§ **Saved entries**:
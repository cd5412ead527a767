//! Logging init: a non-blocking file under the data dir, or stderr when the
//! log dir is unwritable.

use color_eyre::{eyre::eyre, Result};
use std::path::{Path, PathBuf};
use tracing_appender::non_blocking::WorkerGuard;
use tracing_subscriber::EnvFilter;

const LOG_ENV: &str = "SHELLCACHE_LOG";
const DEFAULT_FILTER: &str = "info,shellcache=debug";

fn env_filter() -> EnvFilter {
  EnvFilter::try_from_env(LOG_ENV).unwrap_or_else(|_| EnvFilter::new(DEFAULT_FILTER))
}

/// Default log directory: `$XDG_DATA_HOME/shellcache/logs`.
pub fn default_log_dir() -> Option<PathBuf> {
  dirs::data_dir()
    .or_else(|| dirs::home_dir().map(|p| p.join(".local/share")))
    .map(|dir| dir.join("shellcache").join("logs"))
}

/// Initialize structured logging to `<dir>/shellcache.log`.
///
/// The returned guard flushes buffered lines on drop; keep it alive for the
/// whole run.
pub fn init_file(dir: &Path) -> Result<WorkerGuard> {
  std::fs::create_dir_all(dir)
    .map_err(|e| eyre!("Failed to create log directory {}: {}", dir.display(), e))?;

  let appender = tracing_appender::rolling::never(dir, "shellcache.log");
  let (writer, guard) = tracing_appender::non_blocking(appender);

  tracing_subscriber::fmt()
    .with_env_filter(env_filter())
    .with_writer(writer)
    .with_ansi(false)
    .try_init()
    .map_err(|e| eyre!("Failed to initialize logging: {}", e))?;

  tracing::info!("logging to {}", dir.join("shellcache.log").display());
  Ok(guard)
}

/// Initialize logging to stderr only.
pub fn init_stderr() {
  let _ = tracing_subscriber::fmt()
    .with_env_filter(env_filter())
    .with_writer(std::io::stderr)
    .try_init();
}

/// Log to file when possible, falling back to stderr.
pub fn init() -> Option<WorkerGuard> {
  let Some(dir) = default_log_dir() else {
    init_stderr();
    return None;
  };

  match init_file(&dir) {
    Ok(guard) => Some(guard),
    Err(err) => {
      init_stderr();
      tracing::warn!(error = %err, "file logging unavailable, using stderr");
      None
    }
  }
}
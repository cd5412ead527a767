use crate::cache::CacheResult;
use crate::net::{Request, Response};
use crate::worker::{ActivateOutcome, InstallOutcome, PushOutcome, SyncOutcome};

/// Events the host dispatches to the worker
#[derive(Debug)]
pub enum Event {
  /// Populate the static partition for the current version
  Install,
  /// Retire partitions from other versions
  Activate,
  /// An outgoing request from a controlled page
  Fetch(FetchEvent),
  /// Background sync fired for a tag
  Sync { tag: String },
  /// Push message, with or without a payload
  Push { data: Option<Vec<u8>> },
}

/// What handling an event produced
#[derive(Debug)]
pub enum Outcome {
  Installed(InstallOutcome),
  Activated(ActivateOutcome),
  /// A response for a fetch, whether intercepted or not
  Responded(CacheResult<Response>),
  /// The worker declined the fetch; the host sends it to the network itself
  Passthrough(Request),
  Synced(SyncOutcome),
  Pushed(PushOutcome),
}

/// A fetch as seen by the worker.
///
/// The worker must call [`FetchEvent::respond_with`] before doing any
/// asynchronous work; an event that is never claimed is answered by the host
/// from the network.
#[derive(Debug)]
pub struct FetchEvent {
  request: Request,
  claimed: bool,
}

impl FetchEvent {
  pub fn new(request: Request) -> Self {
    Self {
      request,
      claimed: false,
    }
  }

  pub fn request(&self) -> &Request {
    &self.request
  }

  /// Claim the event: the worker will provide the response.
  pub fn respond_with(&mut self) -> ResponseClaim {
    self.claimed = true;
    ResponseClaim(())
  }

  pub fn is_claimed(&self) -> bool {
    self.claimed
  }

  pub fn into_request(self) -> Request {
    self.request
  }
}

/// Proof that a fetch event was claimed. Only [`FetchEvent::respond_with`]
/// creates one.
#[derive(Debug)]
#[must_use]
pub struct ResponseClaim(());

#[cfg(test)]
mod tests {
  use super::*;
  use url::Url;

  #[test]
  fn test_claim_marks_event() {
    let mut event = FetchEvent::new(Request::get(Url::parse("https://site.test/").unwrap()));
    assert!(!event.is_claimed());

    let _claim = event.respond_with();
    assert!(event.is_claimed());
    assert_eq!(event.into_request().url().as_str(), "https://site.test/");
  }
}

§ **DIRECTIONS**: Copy each line of the preceding data that contains the string "https".

§ **SOLUTION TO THIS TASK**:
    let mut event = FetchEvent::new(Request::get(Url::parse("https://site.test/").unwrap()));
    assert_eq!(event.into_request().url().as_str(), "https://site.test/");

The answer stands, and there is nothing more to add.